SWISS will be the world's first airline to fly planes from 2023 with solar kerosene from the ETH spin-off Synhelion. SWISS and the Lufthansa Group have entered into a partnership with Synhelion for this purpose. The start-up, founded in 2016 at ETH Zurich with the ground-breaking idea to reverse combustion with the help of the sun, will build the world's first plant for the industrial production of the solar fuel in Germany later this year. By 2023, Synhelion plans to ramp up production capacity to produce 875 million litres of solar fuel per year – enough fuel to replace half of Switzerland's airplane kerosene needs by 2030.

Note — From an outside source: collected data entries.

use std::path::PathBuf;

use clap::Parser;

use crate::manifest::ReconcilePolicy;

#[derive(Parser, Clone, Debug)]
pub struct GenerateManifestArgs {
    #[arg(
        long,
        env = "CDI_MANIFEST_DIR",
        default_value = "/etc/cdi",
        value_hint = clap::ValueHint::DirPath,
        help = "Directory the CDI manifest is written to"
    )]
    pub manifest_dir: PathBuf,

    #[arg(
        long,
        env = "CXI_ENV_VARS",
        value_hint = clap::ValueHint::FilePath,
        help = "YAML file listing KEY=VALUE environment variables to add to the manifest"
    )]
    pub env_vars: Option<PathBuf>,

    #[arg(
        short = 'n',
        long,
        help = "Discover devices and print what would be written without touching the manifest directory"
    )]
    pub dry_run: bool,

    #[arg(
        long,
        env = "CDI_RECONCILE",
        value_enum,
        default_value_t = ReconcilePolicy::Keep,
        help = "What to do when a manifest for hpe.com/cxi already exists"
    )]
    pub reconcile: ReconcilePolicy,

    #[arg(
        long,
        env = "CXI_LOG_PATH",
        value_hint = clap::ValueHint::FilePath,
        help = "Also write logs to this file, rotated daily"
    )]
    pub log_path: Option<PathBuf>,
}
use anyhow::Result;
use clap::Parser;
use cxi_device_plugin::cmd::run_device_plugin;
use cxi_device_plugin::cmd::run_generate_manifest;
use cxi_device_plugin::config::Cli;
use cxi_device_plugin::config::Commands;

/// Sets up global panic hooks.
fn setup_global_hooks() {
    let default_hook = std::panic::take_hook();
    std::panic::set_hook(Box::new(move |panic_info| {
        default_hook(panic_info);
        tracing::error!("Thread panicked: {}", panic_info);
    }));
}

#[tokio::main]
async fn main() -> Result<()> {
    setup_global_hooks();

    let cli = Cli::parse();

    match cli.command {
        Commands::DevicePlugin(args) => run_device_plugin(args).await,
        Commands::GenerateManifest(args) => run_generate_manifest(args).await,
    }
}
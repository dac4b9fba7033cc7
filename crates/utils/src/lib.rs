pub mod logging;
pub mod version;
use std::sync::Arc;

use anyhow::Result;
use tokio_util::sync::CancellationToken;
use tracing::info;
use tracing::warn;
use utils::version;

use crate::app::spawn_heartbeat;
use crate::app::spawn_signal_listener;
use crate::config::DevicePluginArgs;
use crate::config::HostConfig;
use crate::hardware::Discovery;
use crate::logging;
use crate::plugin::CxiDevicePlugin;
use crate::plugin::ResourceLister;
use crate::plugin::ResourceSession;

pub async fn run_device_plugin(args: DevicePluginArgs) -> Result<()> {
    let _guard = logging::init(args.log_path.as_deref());
    info!("HPE Slingshot device plugin for Kubernetes {}", &**version::VERSION);

    let host = Arc::new(HostConfig::from_env());
    let token = CancellationToken::new();
    let signal_task = spawn_signal_listener(token.clone())?;

    let heartbeat = args.heartbeat().map(|pulse| spawn_heartbeat(pulse, token.clone()));
    let (heartbeat_rx, heartbeat_task) = match heartbeat {
        Some((rx, task)) => (Some(rx), Some(task)),
        None => {
            info!("Health polling disabled");
            (None, None)
        }
    };

    let lister = ResourceLister::new(host.clone());
    let resources = lister.discover();
    let Some(resource) = resources.first() else {
        warn!(
            "No {} resources on this node, waiting for termination",
            lister.resource_namespace()
        );
        token.cancelled().await;
        return Ok(());
    };

    let session = Arc::new(ResourceSession::new(
        Discovery::new(host),
        args.manifest.clone(),
        heartbeat_rx,
        token.clone(),
    ));
    session
        .start()
        .map_err(|e| anyhow::anyhow!("failed to start resource session: {e:?}"))?;

    let plugin = CxiDevicePlugin::new(
        lister.endpoint(resource),
        lister.resource_name(resource),
        session.clone(),
    );
    let socket_path = args.device_plugin_dir.join(plugin.endpoint());
    plugin.start(&socket_path, token.clone()).await?;
    if let Err(e) = plugin.register_with_kubelet(&args.kubelet_socket).await {
        token.cancel();
        return Err(e);
    }

    token.cancelled().await;
    info!("Shutting down device plugin");

    signal_task.abort();
    if let Some(task) = heartbeat_task {
        if let Err(e) = task.await {
            warn!("Heartbeat task failed during shutdown: {e}");
        }
    }
    if let Err(e) = std::fs::remove_file(&socket_path) {
        warn!("Failed to remove socket {}: {e}", socket_path.display());
    }

    if session.failed() {
        anyhow::bail!("device plugin stopped after a fatal session error");
    }
    Ok(())
}
//! Hardware discovery for CXI NICs.
//!
//! Everything here is a read-only pass over sysfs, devfs and the library
//! directories. Nothing is cached between calls: each discovery rescans and
//! returns fresh records.

use core::error::Error;

use derive_more::Display;

pub mod device;
pub mod discovery;
pub mod environment;
pub mod identity;
pub mod mount;
pub mod roots;

pub use device::DeviceRecord;
pub use device::DeviceSet;
pub use discovery::Discovery;
pub use environment::discover_environment;
pub use mount::FileKind;
pub use mount::MountRecord;

/// Errors raised while scanning the host for devices and libraries.
#[derive(Debug, Display)]
pub enum HardwareError {
    #[display("Failed to read topology namespace {path}")]
    Topology { path: String },
    #[display("Device index not found under {path}")]
    DeviceIndexNotFound { path: String },
    #[display("Required library {name} not found")]
    LibraryNotFound { name: String },
    #[display("Failed to read library directory {path}")]
    LibraryDirectory { path: String },
    #[display("Failed to read environment file {path}")]
    EnvironmentFile { path: String },
}

impl Error for HardwareError {}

Synhelion Solar Tower in Germany

Test facility of a Synhelion pilot plant at the German Aerospace Center near Cologne.

At the German Aerospace Center in Jülich, Germany, Synhelion is demonstrating the production of syngas on large scale with more than 2,000 mirrors that concentrate sunlight onto the two solar towers.

Solar fuel is particularly environmentally friendly: it is only produced with CO2 and the heat of the sun. To produce solar kerosene, the sun's light is concentrated via a mirror field, collected in a collector and brought to a temperature of over 1,500 degrees.

We believe in a globalised world connected by climate-friendly mobility

Dr Philipp Furler, Synhelion co-founder and CEO

Huge potential for technology

The technology, supported with currently 12 patent families, is not only limited to the transportation industry and solar kerosene, diesel, gasoline, or hydrogen. Recently, Synhelion and CEMEX, a large cement producer based in Mexico, announced the successful production of the world’s first solar clinker, the key component of cement, a significant step towards developing fully solar-driven cement plants.

The world’s first solar clinker pilot plant at the IMDEA Energy solar tower near Madrid

The world’s first solar clinker pilot plant at the IMDEA Energy solar tower near Madrid.